Experiences such as these are available to everyone. They are available both within religion and without. And they are sorely missing from most mainstream social and environmental problem solving efforts.
We humbly suggest that integrating the sacred into collaborative social and environmental problem solving work could make a powerful difference in the quality of the efforts. When we integrate the sacred — relating to everything as sacred — we can relate to ourselves as sacred too. And this relationship, shaped by love and devotion, can bring about a profound transformation in how we live and engage in life. This inner-to-outer connection is essential for a deep transformation of our social change practices.
In our experience the qualities of integrating the sacred into collaborative work include:
- Centering participants within themselves to better enable deep listening and to mitigate reactive thoughts and action
- Increasing energetic flow between people, decreasing power dynamics and thereby elevating collective creativity
- Supporting a shift in the narrative tone towards hope, even as difficult realities are acknowledged
- Connecting the present to the past in a way that honors and draws guidance from the community’s legacy of traumas, passages and joys
- Helping those involved surrender to not-knowing, in order to deepen intuitive faculties and access unseen wisdom
- Opening space for divine and nature inspired emergence of solutions that weren’t apparent before
For most mainstream social sector organizations and collaboratives, integrating the sacred remains anathema. But increasingly, mainstream organizations engaging with the sacred are experiencing and supporting profound transformational change and progress against the social problems they are addressing.
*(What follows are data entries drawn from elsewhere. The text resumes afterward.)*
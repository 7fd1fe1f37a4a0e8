//! Transport abstraction.
//!
//! The store never speaks HTTP itself. Loaders and mutation calls are
//! usually built on an [`HttpClient`] supplied by the application; the
//! `reqwest` implementation lives in `quire-client`.

use async_trait::async_trait;
use serde_json::Value;
use std::fmt;
use thiserror::Error;

/// HTTP method of a request.
#[derive(Debug, Clone, Copy, PartialEq, Eq, Hash)]
pub enum Method {
    Get,
    Post,
    Put,
    Delete,
}

impl Method {
    pub const fn as_str(&self) -> &'static str {
        match self {
            Method::Get => "GET",
            Method::Post => "POST",
            Method::Put => "PUT",
            Method::Delete => "DELETE",
        }
    }
}

impl fmt::Display for Method {
    fn fmt(&self, f: &mut fmt::Formatter<'_>) -> fmt::Result {
        f.write_str(self.as_str())
    }
}

/// A JSON request against the API.
#[derive(Debug, Clone, PartialEq)]
pub struct HttpRequest {
    pub method: Method,
    /// Path relative to the client's base URL (e.g. `/api/article/post/all`).
    pub path: String,
    pub body: Option<Value>,
    pub headers: Vec<(String, String)>,
}

impl HttpRequest {
    pub fn new(method: Method, path: impl Into<String>) -> Self {
        Self {
            method,
            path: path.into(),
            body: None,
            headers: Vec::new(),
        }
    }

    pub fn get(path: impl Into<String>) -> Self {
        Self::new(Method::Get, path)
    }

    pub fn post(path: impl Into<String>) -> Self {
        Self::new(Method::Post, path)
    }

    pub fn delete(path: impl Into<String>) -> Self {
        Self::new(Method::Delete, path)
    }

    #[must_use]
    pub fn with_body(mut self, body: Value) -> Self {
        self.body = Some(body);
        self
    }

    #[must_use]
    pub fn with_header(mut self, name: impl Into<String>, value: impl Into<String>) -> Self {
        self.headers.push((name.into(), value.into()));
        self
    }
}

/// Errors surfaced by a transport.
#[derive(Debug, Clone, PartialEq, Eq, Error)]
pub enum TransportError {
    /// Non-success HTTP status, with the server's `{message}` if it sent one.
    #[error("HTTP {status}: {}", .message.as_deref().unwrap_or("no message"))]
    Status {
        status: u16,
        message: Option<String>,
    },

    #[error("network error: {0}")]
    Network(String),

    #[error("invalid response: {0}")]
    Decode(String),

    #[error("request timed out")]
    Timeout,
}

impl TransportError {
    /// The HTTP status code, if the server answered.
    pub fn status(&self) -> Option<u16> {
        match self {
            TransportError::Status { status, .. } => Some(*status),
            _ => None,
        }
    }

    /// Returns true for 401/403 responses.
    pub fn is_unauthorized(&self) -> bool {
        matches!(self.status(), Some(401 | 403))
    }
}

/// A generic JSON-over-HTTP client.
#[async_trait]
pub trait HttpClient: Send + Sync {
    /// Sends a request and returns the decoded JSON body.
    async fn request(&self, request: HttpRequest) -> Result<Value, TransportError>;
}

/// A scripted client for testing.
pub mod mock {
    use super::*;
    use std::collections::{HashMap, VecDeque};
    use std::sync::Mutex;

    use crate::lock::lock;

    /// Replays queued responses per `(method, path)` and records every call.
    /// Unscripted requests get a 404.
    #[derive(Debug, Default)]
    pub struct MockHttpClient {
        replies: Mutex<HashMap<(Method, String), VecDeque<Result<Value, TransportError>>>>,
        calls: Mutex<Vec<HttpRequest>>,
    }

    impl MockHttpClient {
        pub fn new() -> Self {
            Self::default()
        }

        /// Queues a reply for the next request to `(method, path)`.
        pub fn respond(
            &self,
            method: Method,
            path: impl Into<String>,
            reply: Result<Value, TransportError>,
        ) {
            lock(&self.replies, "mock_respond")
                .entry((method, path.into()))
                .or_default()
                .push_back(reply);
        }

        /// All requests received so far.
        pub fn calls(&self) -> Vec<HttpRequest> {
            lock(&self.calls, "mock_calls").clone()
        }

        pub fn call_count(&self) -> usize {
            lock(&self.calls, "mock_calls").len()
        }
    }

    #[async_trait]
    impl HttpClient for MockHttpClient {
        async fn request(&self, request: HttpRequest) -> Result<Value, TransportError> {
            let key = (request.method, request.path.clone());
            lock(&self.calls, "mock_request").push(request);
            lock(&self.replies, "mock_request")
                .get_mut(&key)
                .and_then(VecDeque::pop_front)
                .unwrap_or(Err(TransportError::Status {
                    status: 404,
                    message: Some("not scripted".to_string()),
                }))
        }
    }
}
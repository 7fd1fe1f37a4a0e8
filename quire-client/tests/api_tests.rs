//! Tests for api.rs — endpoint catalog, cached reads, optimistic writes.

use base64::Engine;
use base64::engine::general_purpose::URL_SAFE_NO_PAD;
use pretty_assertions::assert_eq;
use quire_client::api::collections;
use quire_client::{ArticleDraft, BlogApi, ClientConfig, ClientError, Credentials, SignUp};
use quire_store::{EntryState, FetchCause, MutationOutcome, SessionStatus, StoreEvent, TransportError};
use quire_types::EntityKey;
use serde_json::{Value, json};
use std::time::Duration;
use tokio::sync::mpsc;
use wiremock::matchers::{body_json, header, method, path};
use wiremock::{Mock, MockServer, ResponseTemplate};

fn token() -> String {
    let exp = chrono::Utc::now().timestamp() + 3600;
    let payload = URL_SAFE_NO_PAD.encode(json!({"id": "u1", "exp": exp}).to_string());
    format!("eyJhbGciOiJIUzI1NiJ9.{payload}.sig")
}

async fn setup() -> (MockServer, BlogApi) {
    let server = MockServer::start().await;
    let config = ClientConfig {
        base_url: server.uri(),
        ..Default::default()
    };
    let api = BlogApi::connect(&config).unwrap();
    (server, api)
}

async fn signed_in() -> (MockServer, BlogApi, String) {
    let (server, api) = setup().await;
    let token = token();
    Mock::given(method("POST"))
        .and(path("/api/connect/auth/login"))
        .respond_with(ResponseTemplate::new(200).set_body_json(json!({"accessToken": token})))
        .mount(&server)
        .await;
    api.login(&Credentials::new("ada@example.com", "pw")).await.unwrap();
    (server, api, token)
}

async fn mount_get(server: &MockServer, at: &str, body: Value) {
    Mock::given(method("GET"))
        .and(path(at))
        .respond_with(ResponseTemplate::new(200).set_body_json(body))
        .mount(server)
        .await;
}

async fn mount_profile(server: &MockServer, user: Value) {
    mount_get(server, "/api/article/user/profile", json!({ "user": user })).await;
}

// ── Session ─────────────────────────────────────────────────────

#[tokio::test]
async fn login_starts_session_from_token() {
    let (server, api) = setup().await;
    let token = token();
    Mock::given(method("POST"))
        .and(path("/api/connect/auth/login"))
        .and(body_json(json!({"email": "ada@example.com", "password": "pw"})))
        .respond_with(ResponseTemplate::new(200).set_body_json(json!({"accessToken": token})))
        .expect(1)
        .mount(&server)
        .await;

    let session = api
        .login(&Credentials::new("ada@example.com", "pw"))
        .await
        .unwrap();

    assert_eq!(session.token, token);
    assert!(session.expires_at > chrono::Utc::now());
    assert_eq!(api.store().session().status(), SessionStatus::Authenticated);
}

#[tokio::test]
async fn rejected_login_keeps_anonymous() {
    let (server, api) = setup().await;
    Mock::given(method("POST"))
        .and(path("/api/connect/auth/login"))
        .respond_with(ResponseTemplate::new(401).set_body_json(json!({"message": "Invalid credentials"})))
        .mount(&server)
        .await;

    let err = api
        .login(&Credentials::new("ada@example.com", "wrong"))
        .await
        .unwrap_err();
    assert!(err.is_unauthorized());
    assert_eq!(api.store().session().status(), SessionStatus::Anonymous);
}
Take Massachusetts-based youth development non profit Roca. Roca integrated sacred rituals learned from the Tagish Tlingit people in the Yukon Territories, such as burning sage, performing spoken word poetry, and passing a talking stick in the peacemaking circles they facilitate between police officers, corrections officers, and youth who are affected by urban violence. Roca’s approach has helped its criminal justice system partners ground their work in forgiveness, empathy, and love. Police and corrections officers who have participated in peacemaking circles have demonstrated a willingness to change their standard policing and judicial practices, including new procedures to protect youth in dangerous situations and the introduction of support services for youth re-offenders.
Roca is not the only mainstream organization embracing the sacred in its work but they remain one of the few who do. Should integrating the sacred remain an exception, or is there an opportunity for Western mainstream organizations to embrace a new consciousness in their work?
We believe that it’s time we take a serious look at the mainstream social sector’s hang up with the sacred. Here are several questions we are holding that we hope to engage the broader field with:
- Why is it that mainstream social problem solving rarely includes sacred practice while they are naturally integrated into ways of working in most non-dominant cultures? (e.g. indigenous and Global South)
- Is there an avenue to explicitly naming the role of the sacred and spirituality in social and environmental problem solving efforts, or are the terms and associations with the sacred, particularly in Western society, too fraught with controversy and historical baggage?
- What can we learn from cultures who integrate sacred practice into social problem solving about the ways they do this and the benefits they see?
- How might sacred practice become more widely integrated into mainstream institutional social problem solving?
We look forward to your ideas and responses.